> [EXERCISE DIRECTIONS]:
Would you return, word for word, the lines of the data below from the line with "pub fn apply(&self, req: RequestBuilder)" through the line with "filename src/output/writer.rs", and no others?

DATASET RECORDS below:

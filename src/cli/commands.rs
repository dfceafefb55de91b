//! CLI commands and argument parsing

use clap::Parser;
use std::path::PathBuf;

/// Largest accepted `--page-size`
pub const MAX_PAGE_SIZE: u64 = 100_000;

/// Dump every record of a FileMaker Data API server as JSON lines
#[derive(Parser, Debug, Clone)]
#[command(name = "fmdump")]
#[command(author, version, about, long_about = None)]
pub struct Cli {
    /// Server root URL: scheme://[user:password@]host[:port]
    pub url: String,

    /// Directory to create for the dump files (must not exist)
    pub output_dir: PathBuf,

    /// Databases to dump (comma-separated, default all)
    #[arg(long, value_delimiter = ',')]
    pub databases: Vec<String>,

    /// Layouts to dump in each database (comma-separated, default all)
    #[arg(long, value_delimiter = ',')]
    pub layouts: Vec<String>,

    /// Records requested per page
    #[arg(long, default_value = "100", value_parser = clap::value_parser!(u64).range(1..=MAX_PAGE_SIZE))]
    pub page_size: u64,

    /// Connect and request timeout in seconds
    #[arg(long, default_value = "20", value_parser = clap::value_parser!(u64).range(1..))]
    pub timeout: u64,

    /// Verbose output
    #[arg(short, long)]
    pub verbose: bool,
}
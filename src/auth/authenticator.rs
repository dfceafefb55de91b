//! Applying authentication to outgoing requests

use super::types::{Credentials, Session};
use reqwest::RequestBuilder;

/// Authentication for a single request
#[derive(Debug, Clone, Default)]
pub enum AuthConfig {
    /// No authentication
    #[default]
    None,

    /// HTTP Basic authentication
    Basic {
        /// Username
        username: String,
        /// Password
        password: String,
    },

    /// Bearer token authentication
    Bearer {
        /// The bearer token
        token: String,
    },
}

impl AuthConfig {
    /// Basic auth from account credentials
    pub fn basic(credentials: &Credentials) -> Self {
        Self::Basic {
            username: credentials.username().to_string(),
            password: credentials.password().to_string(),
        }
    }

    /// Bearer auth from a database session
    pub fn bearer(session: &Session) -> Self {
        Self::Bearer {
            token: session.token().to_string(),
        }
    }

    /// Apply authentication to a request builder
    pub fn apply(&self, req: RequestBuilder) -> RequestBuilder {
        match self {
            AuthConfig::None => req,
            AuthConfig::Basic { username, password } => req.basic_auth(username, Some(password)),
            AuthConfig::Bearer { token } => req.bearer_auth(token),
        }
    }
}
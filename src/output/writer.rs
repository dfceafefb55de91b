//! JSON lines writer
//!
//! Writes each value as one complete JSON document followed by a newline,
//! so every line parses on its own and nothing wraps the whole stream.

use crate::error::{Error, Result};
use serde::Serialize;
use std::io::Write;

/// Streaming JSON lines writer over any [`Write`] sink
pub struct JsonLinesWriter<W: Write> {
    /// Underlying sink
    inner: W,
}

impl<W: Write> JsonLinesWriter<W> {
    /// Create a new writer
    pub fn new(inner: W) -> Self {
        Self { inner }
    }

    /// Write one value as a line
    pub fn write<T: Serialize>(&mut self, value: &T) -> Result<()> {
        serde_json::to_writer(&mut self.inner, value).map_err(|e| Error::Output {
            message: format!("Failed to write record: {e}"),
        })?;
        self.inner.write_all(b"\n").map_err(|e| Error::Output {
            message: format!("Failed to write record: {e}"),
        })?;
        Ok(())
    }

    /// Write every value of a slice
    pub fn write_all<T: Serialize>(&mut self, values: &[T]) -> Result<()> {
        for value in values {
            self.write(value)?;
        }
        Ok(())
    }

    /// Flush buffered lines to the sink
    pub fn flush(&mut self) -> Result<()> {
        self.inner.flush().map_err(|e| Error::Output {
            message: format!("Failed to flush output: {e}"),
        })
    }
}
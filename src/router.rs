//! Input signal decode and subscriber dispatch
//!
//! Subscribers register per input signal and are invoked in registration
//! order with the decoded boolean and the control's category, so each
//! caller can pick edge or level interpretation for itself. The router
//! never suppresses repeated states.

use std::sync::atomic::{AtomicU64, Ordering};
use std::sync::Arc;

use parking_lot::Mutex;
use tracing::{trace, warn};

use crate::classify::ControlCategory;
use crate::descriptor::SignalTables;
use crate::report;
use crate::usage::InputSignal;

/// Subscriber callback: decoded value plus the control's category
pub type InputCallback = Arc<dyn Fn(bool, ControlCategory) + Send + Sync>;

/// Opaque token identifying one subscription.
///
/// Returned by `subscribe`; stands in for callback identity when
/// unsubscribing (closures have no usable equality of their own).
#[derive(Debug, Clone, Copy, PartialEq, Eq, Hash)]
pub struct SubscriptionId(u64);

/// Routes decoded input signals to their subscribers
pub struct InputRouter {
    tables: Arc<SignalTables>,
    /// Ordered subscriber list per signal. The lock is never held while a
    /// callback runs: dispatch snapshots the list first, so a callback may
    /// subscribe or unsubscribe mid-dispatch.
    subscribers: Mutex<[Vec<(SubscriptionId, InputCallback)>; InputSignal::COUNT]>,
    next_id: AtomicU64,
}

impl InputRouter {
    pub fn new(tables: Arc<SignalTables>) -> Self {
        Self {
            tables,
            subscribers: Mutex::new(Default::default()),
            next_id: AtomicU64::new(1),
        }
    }

    /// Append a subscriber for `signal`. Delivery order is registration order.
    pub fn subscribe(
        &self,
        signal: InputSignal,
        callback: impl Fn(bool, ControlCategory) + Send + Sync + 'static,
    ) -> SubscriptionId {
        let id = SubscriptionId(self.next_id.fetch_add(1, Ordering::Relaxed));
        self.subscribers.lock()[signal.index()].push((id, Arc::new(callback)));
        trace!(signal = signal.name(), ?id, "subscriber added");
        id
    }

    /// Remove the subscription identified by `id`. Unknown ids are logged
    /// and ignored; future dispatches are unaffected either way.
    pub fn unsubscribe(&self, signal: InputSignal, id: SubscriptionId) {
        let mut lists = self.subscribers.lock();
        let list = &mut lists[signal.index()];
        match list.iter().position(|(sid, _)| *sid == id) {
            Some(pos) => {
                list.remove(pos);
            }
            None => warn!(
                signal = signal.name(),
                ?id,
                "unsubscribe for a callback that is not registered"
            ),
        }
    }

    /// Current number of subscribers for `signal`
    pub fn subscriber_count(&self, signal: InputSignal) -> usize {
        self.subscribers.lock()[signal.index()].len()
    }

    /// Decode every signal living in this report and notify subscribers.
    ///
    /// Returns the number of matched signals. Signals are visited in fixed
    /// table order; within one signal, callbacks fire in registration
    /// order over a snapshot taken before the first invocation, so a
    /// callback unsubscribing itself (or a sibling) cannot skip or
    /// duplicate deliveries in this dispatch.
    pub fn dispatch(&self, report_id: u8, data: &[u8]) -> usize {
        let mut matched = 0;
        for signal in InputSignal::ALL {
            let Some(entry) = self.tables.input(signal) else {
                continue;
            };
            if entry.report_id != report_id {
                continue;
            }
            matched += 1;

            let value = report::read_bit(data, entry.bit_offset);
            trace!(
                signal = signal.name(),
                value,
                category = entry.category.name(),
                "decoded input signal"
            );

            let snapshot: Vec<InputCallback> = self.subscribers.lock()[signal.index()]
                .iter()
                .map(|(_, callback)| Arc::clone(callback))
                .collect();
            for callback in snapshot {
                callback(value, entry.category);
            }
        }
        matched
    }
}
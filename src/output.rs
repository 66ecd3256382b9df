//! Output state cache and merged report building
//!
//! Several independent signals are routinely packed into one physical
//! output report (a MUTE LED and an OFF_HOOK LED sharing a byte, say). A
//! write naming only one of them must not erase a sibling's state, so the
//! report bytes are rebuilt from the full cached state of every signal in
//! that report on every send, never from only the signals being written.

use std::collections::BTreeMap;
use std::sync::Arc;

use parking_lot::Mutex;
use tracing::debug;

use crate::descriptor::SignalTables;
use crate::error::{Error, Result};
use crate::report;
use crate::usage::OutputSignal;

/// Last-applied state per output signal, plus the report builder
pub struct OutputCache {
    tables: Arc<SignalTables>,
    /// Mutated only by `apply`, read only by `state`; single-writer by
    /// construction (the device manager owns the sole reference)
    states: Mutex<[bool; OutputSignal::COUNT]>,
}

impl OutputCache {
    pub fn new(tables: Arc<SignalTables>) -> Self {
        Self {
            tables,
            states: Mutex::new([false; OutputSignal::COUNT]),
        }
    }

    /// Whether the descriptor declared this signal at all
    pub fn support(&self, signal: OutputSignal) -> bool {
        self.tables.output(signal).is_some()
    }

    /// Last value applied for this signal (defaults to false). Whether the
    /// value is currently *valid* is gated by the device-open state, which
    /// the owning manager checks; the cache itself never forgets.
    pub fn state(&self, signal: OutputSignal) -> bool {
        self.states.lock()[signal.index()]
    }

    /// Record the writes and build the physical reports to transmit.
    ///
    /// The cache is updated for every named signal whether or not the
    /// device supports it or is open. One report is built per distinct
    /// report id touched by a supported write, in ascending id order, each
    /// carrying the merged state of every signal in that report.
    pub fn apply(&self, writes: &[(OutputSignal, bool)]) -> Result<Vec<(u8, Vec<u8>)>> {
        let mut states = self.states.lock();
        let mut touched: BTreeMap<u8, u32> = BTreeMap::new();

        for &(signal, value) in writes {
            states[signal.index()] = value;
            match self.tables.output(signal) {
                Some(entry) => {
                    touched.insert(entry.report_id, entry.report_bit_len);
                }
                None => debug!(
                    signal = signal.name(),
                    "write to unsupported output signal cached only"
                ),
            }
        }

        let mut reports = Vec::with_capacity(touched.len());
        for (report_id, bit_len) in touched {
            // The parser rejects unaligned reports; this is the encode-time
            // backstop against silent truncation.
            if bit_len % 8 != 0 {
                return Err(Error::UnalignedReport { report_id, bit_len });
            }
            let mut data = report::zeroed_buffer(bit_len);
            for (signal, entry) in self.tables.outputs() {
                if entry.report_id == report_id && states[signal.index()] {
                    report::write_bit(&mut data, entry.bit_offset, true);
                }
            }
            reports.push((report_id, data));
        }
        Ok(reports)
    }
}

End of DATASET RECORDS.

> [TASK SOLUTION]:
    pub fn apply(&self, req: RequestBuilder) -> RequestBuilder {
        match self {
            AuthConfig::None => req,
            AuthConfig::Basic { username, password } => req.basic_auth(username, Some(password)),
            AuthConfig::Bearer { token } => req.bearer_auth(token),
        }
    }
}
filename src/output/writer.rs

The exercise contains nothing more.